(Records from a data collection)

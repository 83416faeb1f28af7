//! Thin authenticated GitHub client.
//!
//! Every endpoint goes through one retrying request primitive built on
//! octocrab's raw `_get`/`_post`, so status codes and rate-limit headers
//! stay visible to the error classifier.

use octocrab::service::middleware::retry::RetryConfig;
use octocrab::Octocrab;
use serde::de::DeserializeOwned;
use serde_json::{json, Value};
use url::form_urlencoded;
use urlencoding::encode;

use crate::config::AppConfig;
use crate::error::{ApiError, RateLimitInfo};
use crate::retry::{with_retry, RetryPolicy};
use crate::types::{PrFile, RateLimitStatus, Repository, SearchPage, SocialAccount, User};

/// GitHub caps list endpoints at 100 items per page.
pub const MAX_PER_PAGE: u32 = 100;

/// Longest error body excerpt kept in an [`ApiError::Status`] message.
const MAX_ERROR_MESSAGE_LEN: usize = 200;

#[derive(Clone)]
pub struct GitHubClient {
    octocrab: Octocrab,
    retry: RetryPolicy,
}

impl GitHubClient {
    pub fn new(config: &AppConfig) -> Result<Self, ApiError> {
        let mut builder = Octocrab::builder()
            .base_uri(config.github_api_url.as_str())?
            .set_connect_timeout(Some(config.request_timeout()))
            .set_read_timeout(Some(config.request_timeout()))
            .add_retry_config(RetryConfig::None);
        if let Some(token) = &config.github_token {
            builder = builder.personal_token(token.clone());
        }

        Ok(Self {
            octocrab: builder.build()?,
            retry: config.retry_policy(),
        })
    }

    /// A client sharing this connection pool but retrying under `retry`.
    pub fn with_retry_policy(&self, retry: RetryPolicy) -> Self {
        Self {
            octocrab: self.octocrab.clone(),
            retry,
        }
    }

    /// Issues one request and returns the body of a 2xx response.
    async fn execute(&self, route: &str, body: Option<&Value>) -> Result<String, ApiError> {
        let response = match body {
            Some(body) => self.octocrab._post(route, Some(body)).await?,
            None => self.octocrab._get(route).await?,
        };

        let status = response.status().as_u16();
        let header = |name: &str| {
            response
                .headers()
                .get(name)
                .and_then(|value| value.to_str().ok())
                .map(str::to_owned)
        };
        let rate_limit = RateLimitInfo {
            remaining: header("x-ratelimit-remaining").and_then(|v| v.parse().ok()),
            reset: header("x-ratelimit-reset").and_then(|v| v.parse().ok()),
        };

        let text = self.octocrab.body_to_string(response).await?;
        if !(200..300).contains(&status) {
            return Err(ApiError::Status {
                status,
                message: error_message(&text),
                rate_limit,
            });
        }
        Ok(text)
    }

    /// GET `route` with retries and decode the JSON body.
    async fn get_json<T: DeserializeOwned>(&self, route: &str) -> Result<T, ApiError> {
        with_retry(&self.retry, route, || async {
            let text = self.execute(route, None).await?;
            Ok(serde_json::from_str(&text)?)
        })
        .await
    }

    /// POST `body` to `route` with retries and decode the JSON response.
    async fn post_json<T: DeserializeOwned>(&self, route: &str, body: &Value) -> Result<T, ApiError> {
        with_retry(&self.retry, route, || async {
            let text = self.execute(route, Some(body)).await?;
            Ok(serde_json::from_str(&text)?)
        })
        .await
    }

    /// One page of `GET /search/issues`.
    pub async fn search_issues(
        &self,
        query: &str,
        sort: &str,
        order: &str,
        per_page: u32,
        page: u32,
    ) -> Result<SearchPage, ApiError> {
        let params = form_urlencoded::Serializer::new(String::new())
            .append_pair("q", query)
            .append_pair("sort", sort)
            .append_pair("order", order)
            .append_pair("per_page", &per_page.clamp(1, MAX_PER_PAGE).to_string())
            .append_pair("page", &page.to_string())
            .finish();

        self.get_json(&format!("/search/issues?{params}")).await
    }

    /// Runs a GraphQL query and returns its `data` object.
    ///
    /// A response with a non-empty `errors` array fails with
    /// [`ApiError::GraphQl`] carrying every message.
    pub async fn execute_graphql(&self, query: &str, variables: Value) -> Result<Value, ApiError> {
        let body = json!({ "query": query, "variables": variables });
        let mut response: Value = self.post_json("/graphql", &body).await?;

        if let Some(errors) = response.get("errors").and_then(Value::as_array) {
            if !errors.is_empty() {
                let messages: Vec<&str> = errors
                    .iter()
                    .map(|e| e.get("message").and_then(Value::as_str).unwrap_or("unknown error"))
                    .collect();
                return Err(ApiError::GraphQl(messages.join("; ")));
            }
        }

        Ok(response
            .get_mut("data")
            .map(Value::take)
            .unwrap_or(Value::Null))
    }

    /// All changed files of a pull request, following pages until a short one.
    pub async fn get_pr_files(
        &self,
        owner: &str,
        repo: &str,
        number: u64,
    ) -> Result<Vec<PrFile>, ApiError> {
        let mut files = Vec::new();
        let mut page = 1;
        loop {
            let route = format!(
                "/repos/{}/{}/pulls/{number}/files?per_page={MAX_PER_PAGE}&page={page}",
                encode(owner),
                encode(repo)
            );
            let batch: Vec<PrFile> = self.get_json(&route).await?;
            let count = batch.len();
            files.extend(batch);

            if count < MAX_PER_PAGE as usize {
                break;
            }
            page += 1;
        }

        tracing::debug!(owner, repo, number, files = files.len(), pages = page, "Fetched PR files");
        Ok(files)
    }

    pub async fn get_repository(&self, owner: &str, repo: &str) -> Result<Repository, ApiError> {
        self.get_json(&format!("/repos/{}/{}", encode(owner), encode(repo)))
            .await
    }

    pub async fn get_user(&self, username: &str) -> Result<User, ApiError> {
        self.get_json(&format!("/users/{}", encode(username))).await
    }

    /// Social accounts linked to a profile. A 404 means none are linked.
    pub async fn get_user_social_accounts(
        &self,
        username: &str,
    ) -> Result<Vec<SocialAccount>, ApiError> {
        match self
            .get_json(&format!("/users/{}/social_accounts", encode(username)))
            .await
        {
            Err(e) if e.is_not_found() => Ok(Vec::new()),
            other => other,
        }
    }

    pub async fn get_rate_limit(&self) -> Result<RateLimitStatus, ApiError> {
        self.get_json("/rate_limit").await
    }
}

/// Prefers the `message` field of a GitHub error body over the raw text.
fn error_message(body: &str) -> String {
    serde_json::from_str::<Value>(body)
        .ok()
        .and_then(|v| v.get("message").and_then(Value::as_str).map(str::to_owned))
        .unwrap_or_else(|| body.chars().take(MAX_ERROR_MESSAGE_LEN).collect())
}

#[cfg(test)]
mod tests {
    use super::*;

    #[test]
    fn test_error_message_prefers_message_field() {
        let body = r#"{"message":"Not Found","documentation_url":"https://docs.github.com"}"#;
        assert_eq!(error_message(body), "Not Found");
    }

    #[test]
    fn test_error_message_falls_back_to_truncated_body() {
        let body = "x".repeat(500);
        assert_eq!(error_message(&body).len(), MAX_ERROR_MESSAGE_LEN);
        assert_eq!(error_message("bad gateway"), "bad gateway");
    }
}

| Assignment |
Each entry must be reproduced verbatim.

| Answer section |
repository 83416faeb1f28af7
//! Thin authenticated GitHub client.
//!
//! Every endpoint goes through one retrying request primitive built on
//! octocrab's raw `_get`/`_post`, so status codes and rate-limit headers
//! stay visible to the error classifier.

use octocrab::service::middleware::retry::RetryConfig;
use octocrab::Octocrab;
use serde::de::DeserializeOwned;
use serde_json::{json, Value};
use url::form_urlencoded;
use urlencoding::encode;

use crate::config::AppConfig;
use crate::error::{ApiError, RateLimitInfo};
use crate::retry::{with_retry, RetryPolicy};
use crate::types::{PrFile, RateLimitStatus, Repository, SearchPage, SocialAccount, User};

/// GitHub caps list endpoints at 100 items per page.
pub const MAX_PER_PAGE: u32 = 100;

/// Longest error body excerpt kept in an [`ApiError::Status`] message.
const MAX_ERROR_MESSAGE_LEN: usize = 200;

#[derive(Clone)]
pub struct GitHubClient {
    octocrab: Octocrab,
    retry: RetryPolicy,
}

impl GitHubClient {
    pub fn new(config: &AppConfig) -> Result<Self, ApiError> {
        let mut builder = Octocrab::builder()
            .base_uri(config.github_api_url.as_str())?
            .set_connect_timeout(Some(config.request_timeout()))
            .set_read_timeout(Some(config.request_timeout()))
            .add_retry_config(RetryConfig::None);
        if let Some(token) = &config.github_token {
            builder = builder.personal_token(token.clone());
        }

        Ok(Self {
            octocrab: builder.build()?,
            retry: config.retry_policy(),
        })
    }

    /// A client sharing this connection pool but retrying under `retry`.
    pub fn with_retry_policy(&self, retry: RetryPolicy) -> Self {
        Self {
            octocrab: self.octocrab.clone(),
            retry,
        }
    }

    /// Issues one request and returns the body of a 2xx response.
    async fn execute(&self, route: &str, body: Option<&Value>) -> Result<String, ApiError> {
        let response = match body {
            Some(body) => self.octocrab._post(route, Some(body)).await?,
            None => self.octocrab._get(route).await?,
        };

        let status = response.status().as_u16();
        let header = |name: &str| {
            response
                .headers()
                .get(name)
                .and_then(|value| value.to_str().ok())
                .map(str::to_owned)
        };
        let rate_limit = RateLimitInfo {
            remaining: header("x-ratelimit-remaining").and_then(|v| v.parse().ok()),
            reset: header("x-ratelimit-reset").and_then(|v| v.parse().ok()),
        };

        let text = self.octocrab.body_to_string(response).await?;
        if !(200..300).contains(&status) {
            return Err(ApiError::Status {
                status,
                message: error_message(&text),
                rate_limit,
            });
        }
        Ok(text)
    }

    /// GET `route` with retries and decode the JSON body.
    async fn get_json<T: DeserializeOwned>(&self, route: &str) -> Result<T, ApiError> {
        with_retry(&self.retry, route, || async {
            let text = self.execute(route, None).await?;
            Ok(serde_json::from_str(&text)?)
        })
        .await
    }

    /// POST `body` to `route` with retries and decode the JSON response.
    async fn post_json<T: DeserializeOwned>(&self, route: &str, body: &Value) -> Result<T, ApiError> {
        with_retry(&self.retry, route, || async {
            let text = self.execute(route, Some(body)).await?;
            Ok(serde_json::from_str(&text)?)
        })
        .await
    }

    /// One page of `GET /search/issues`.
    pub async fn search_issues(
        &self,
        query: &str,
        sort: &str,
        order: &str,
        per_page: u32,
        page: u32,
    ) -> Result<SearchPage, ApiError> {
        let params = form_urlencoded::Serializer::new(String::new())
            .append_pair("q", query)
            .append_pair("sort", sort)
            .append_pair("order", order)
            .append_pair("per_page", &per_page.clamp(1, MAX_PER_PAGE).to_string())
            .append_pair("page", &page.to_string())
            .finish();

        self.get_json(&format!("/search/issues?{params}")).await
    }

    /// Runs a GraphQL query and returns its `data` object.
    ///
    /// A response with a non-empty `errors` array fails with
    /// [`ApiError::GraphQl`] carrying every message.
    pub async fn execute_graphql(&self, query: &str, variables: Value) -> Result<Value, ApiError> {
        let body = json!({ "query": query, "variables": variables });
        let mut response: Value = self.post_json("/graphql", &body).await?;

        if let Some(errors) = response.get("errors").and_then(Value::as_array) {
            if !errors.is_empty() {
                let messages: Vec<&str> = errors
                    .iter()
                    .map(|e| e.get("message").and_then(Value::as_str).unwrap_or("unknown error"))
                    .collect();
                return Err(ApiError::GraphQl(messages.join("; ")));
            }
        }

        Ok(response
            .get_mut("data")
            .map(Value::take)
            .unwrap_or(Value::Null))
    }

    /// All changed files of a pull request, following pages until a short one.
    pub async fn get_pr_files(
        &self,
        owner: &str,
        repo: &str,
        number: u64,
    ) -> Result<Vec<PrFile>, ApiError> {
        let mut files = Vec::new();
        let mut page = 1;
        loop {
            let route = format!(
                "/repos/{}/{}/pulls/{number}/files?per_page={MAX_PER_PAGE}&page={page}",
                encode(owner),
                encode(repo)
            );
            let batch: Vec<PrFile> = self.get_json(&route).await?;
            let count = batch.len();
            files.extend(batch);

            if count < MAX_PER_PAGE as usize {
                break;
            }
            page += 1;
        }

        tracing::debug!(owner, repo, number, files = files.len(), pages = page, "Fetched PR files");
        Ok(files)
    }

    pub async fn get_repository(&self, owner: &str, repo: &str) -> Result<Repository, ApiError> {
        self.get_json(&format!("/repos/{}/{}", encode(owner), encode(repo)))
            .await
    }

    pub async fn get_user(&self, username: &str) -> Result<User, ApiError> {
        self.get_json(&format!("/users/{}", encode(username))).await
    }

    /// Social accounts linked to a profile. A 404 means none are linked.
    pub async fn get_user_social_accounts(
        &self,
        username: &str,
    ) -> Result<Vec<SocialAccount>, ApiError> {
        match self
            .get_json(&format!("/users/{}/social_accounts", encode(username)))
            .await
        {
            Err(e) if e.is_not_found() => Ok(Vec::new()),
            other => other,
        }
    }

    pub async fn get_rate_limit(&self) -> Result<RateLimitStatus, ApiError> {
        self.get_json("/rate_limit").await
    }
}

/// Prefers the `message` field of a GitHub error body over the raw text.
fn error_message(body: &str) -> String {
    serde_json::from_str::<Value>(body)
        .ok()
        .and_then(|v| v.get("message").and_then(Value::as_str).map(str::to_owned))
        .unwrap_or_else(|| body.chars().take(MAX_ERROR_MESSAGE_LEN).collect())
}

#[cfg(test)]
mod tests {
    use super::*;

    #[test]
    fn test_error_message_prefers_message_field() {
        let body = r#"{"message":"Not Found","documentation_url":"https://docs.github.com"}"#;
        assert_eq!(error_message(body), "Not Found");
    }

    #[test]
    fn test_error_message_falls_back_to_truncated_body() {
        let body = "x".repeat(500);
        assert_eq!(error_message(&body).len(), MAX_ERROR_MESSAGE_LEN);
        assert_eq!(error_message("bad gateway"), "bad gateway");
    }
}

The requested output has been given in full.